Ainsi, ces deux Institutions - Conseil et Commission - seraient mieux à même de jouer leur rôle, dans une relation plus équilibrée par rapport au Parlement européen.
Je suis convaincu que, grâce à ces réformes, l'Union européenne sera en mesure de répondre aux défis futurs. Mais nous aurons bien sûr besoin, pour bâtir cette "démocratie commune" dont Franck Biancheri vient de parler, de la participation de tous, de l'apport que représentent les débats au sein de la société civile, dont le présent Congrès fournit un remarquable exemple. Pour être vivante, la démocratie européenne a besoin de la participation des citoyens.
Pour être actifs, ceux-ci doivent disposer des moyens nécessaires. Je pense au droit de vote aux élections européennes, mais aussi aux élections municipales, je pense à l'émergence de partis politiques européens, bref, à tout ce qui peut faciliter petit à petit l'avènement d'un espace public et démocratique européen. Enfin, je mentionnerai aussi la Charte des droits fondamentaux qui, après sa proclamation au Conseil européen de Nice, constituera un référentiel de valeurs communes très fort pour nos peuples.
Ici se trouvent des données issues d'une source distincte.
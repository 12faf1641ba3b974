//! Sparkle glints

use glam::{Mat4, Vec3, Vec4};
use slidefx_catalog::keys;
use slidefx_math::Lifetime;

use super::{ParticleVaryings, ParticleVertex, emit};
use crate::{EffectModel, VertexOutput};

#[derive(Debug, Clone, Copy, PartialEq)]
pub struct SparkleUniforms {
    pub mvp: Mat4,
    pub percent: f32,
    pub opacity: f32,
    /// Tint every glint fades towards from white
    pub color: Vec4,
    pub speed_max: f32,
}

impl Default for SparkleUniforms {
    fn default() -> Self {
        Self {
            mvp: Mat4::IDENTITY,
            percent: 0.0,
            opacity: 1.0,
            color: Vec4::ONE,
            speed_max: 1.0,
        }
    }
}

pub struct Sparkle;

impl Sparkle {
    /// Particle progress and whether it is out of life
    ///
    /// Out-of-life particles are pinned to the end of their life.
    fn progress(u: &SparkleUniforms, v: &ParticleVertex) -> (f32, bool) {
        let life = &v.particle.life_span;
        match life.classify(u.percent) {
            Lifetime::Active => (life.raw_percent(u.percent), false),
            Lifetime::Before | Lifetime::After => (1.0, true),
        }
    }

    /// Glint size: square-root ramp in over the first tenth, cubic ramp out
    pub fn scale(real_percent: f32) -> f32 {
        if real_percent < 0.1 {
            (real_percent / 0.1).sqrt()
        } else {
            let out = 1.0 - (real_percent - 0.1) / 0.9;
            out * out * out
        }
    }
}

impl EffectModel for Sparkle {
    const KEY: &'static str = keys::SPARKLE;
    type Uniforms = SparkleUniforms;
    type Attributes = ParticleVertex;
    type Varyings = ParticleVaryings;

    fn vertex(u: &SparkleUniforms, v: &ParticleVertex) -> VertexOutput<ParticleVaryings> {
        let p = &v.particle;
        let (rp, discarded) = Self::progress(u, v);

        let scale = if discarded { 0.0 } else { Self::scale(rp) };
        let mut position = v.anchor() + (v.offset() * scale * p.scale).extend(0.0);
        position += (p.speed * u.speed_max * rp).extend(0.0);

        let remaining = 1.0 - rp;
        let rgb = u.color.truncate().lerp(Vec3::ONE, remaining * remaining * remaining);
        let color = rgb.extend((1.0 - rp * rp) * u.opacity);
        emit(u.mvp, position, color, v.tex_coord)
    }
}

#[cfg(test)]
mod tests {
    use super::*;
    use crate::particles::Particle;
    use glam::Vec2;
    use slidefx_math::LifeSpan;

    fn vertex_at(life_span: LifeSpan, percent: f32) -> VertexOutput<ParticleVaryings> {
        let particle = Particle {
            life_span,
            speed: Vec3::new(1.0, 2.0, 0.0),
            ..Default::default()
        };
        let v = particle.quad(Vec2::splat(1.0))[2];
        let u = SparkleUniforms {
            percent,
            color: Vec4::new(1.0, 0.0, 0.0, 1.0),
            ..Default::default()
        };
        Sparkle::vertex(&u, &v)
    }

    #[test]
    fn test_scale_curve() {
        assert_eq!(Sparkle::scale(0.0), 0.0);
        assert!((Sparkle::scale(0.025) - 0.5).abs() < 1e-6);
        assert!((Sparkle::scale(0.1) - 1.0).abs() < 1e-6);
        assert!((Sparkle::scale(0.55) - 0.125).abs() < 1e-6);
        assert!(Sparkle::scale(1.0).abs() < 1e-6);
    }

    #[test]
    fn test_birth_has_zero_scale() {
        let out = vertex_at(LifeSpan::new(0.2, 0.3), 0.2);
        // corner collapses onto the centre, no drift yet
        assert!(out.position.truncate().abs_diff_eq(Vec3::ZERO, 1e-6));
        // fully white at birth, full alpha
        assert!(out.varyings.color.abs_diff_eq(Vec4::ONE, 1e-6));
    }

    #[test]
    fn test_out_of_life_is_pinned_to_end() {
        let before = vertex_at(LifeSpan::new(0.5, 0.25), 0.1);
        // rp forced to 1: drift fully applied, scale 0, alpha 0
        assert!(before.position.truncate().abs_diff_eq(Vec3::new(1.0, 2.0, 0.0), 1e-6));
        assert_eq!(before.varyings.color.w, 0.0);
        assert!(before.varyings.color.truncate().abs_diff_eq(Vec3::new(1.0, 0.0, 0.0), 1e-6));

        let after = vertex_at(LifeSpan::new(0.0, 0.25), 0.9);
        assert_eq!(after.position, before.position);
    }

    #[test]
    fn test_peak_size_early_in_life() {
        let out = vertex_at(LifeSpan::new(0.0, 1.0), 0.1);
        let expected = Vec3::new(1.0, 1.0, 0.0) + Vec3::new(0.1, 0.2, 0.0);
        assert!(out.position.truncate().abs_diff_eq(expected, 1e-5));
    }
}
2/ J'en viens maintenant à la deuxième grande perspective d'avenir pour l'Europe, celle d'un espace européen réunifié et en paix.
La présence parmi vous de nombreux représentants des pays d'Europe centrale et orientale, que je salue, en témoigne : le mouvement de construction d'une Europe démocratique et en paix ne peut se comprendre que si l'on y intègre pleinement nos voisins d'Europe centrale et orientale, que si nous parvenons à effacer définitivement toutes les traces de fractures qui ont divisé profondément l'Europe pendant si longtemps.
Permettez-moi de dire ici quel magnifique espoir nous donnent aujourd'hui, tous ceux qui, en Serbie, se sont battus pour la démocratie. Ils ont donné, 10 ans après la chute du mur de Berlin, une formidable impulsion au processus de stabilisation dans les Balkans et ouvert la voie, espérons le, à une complète réunification de l'Europe dans la paix et la démocratie.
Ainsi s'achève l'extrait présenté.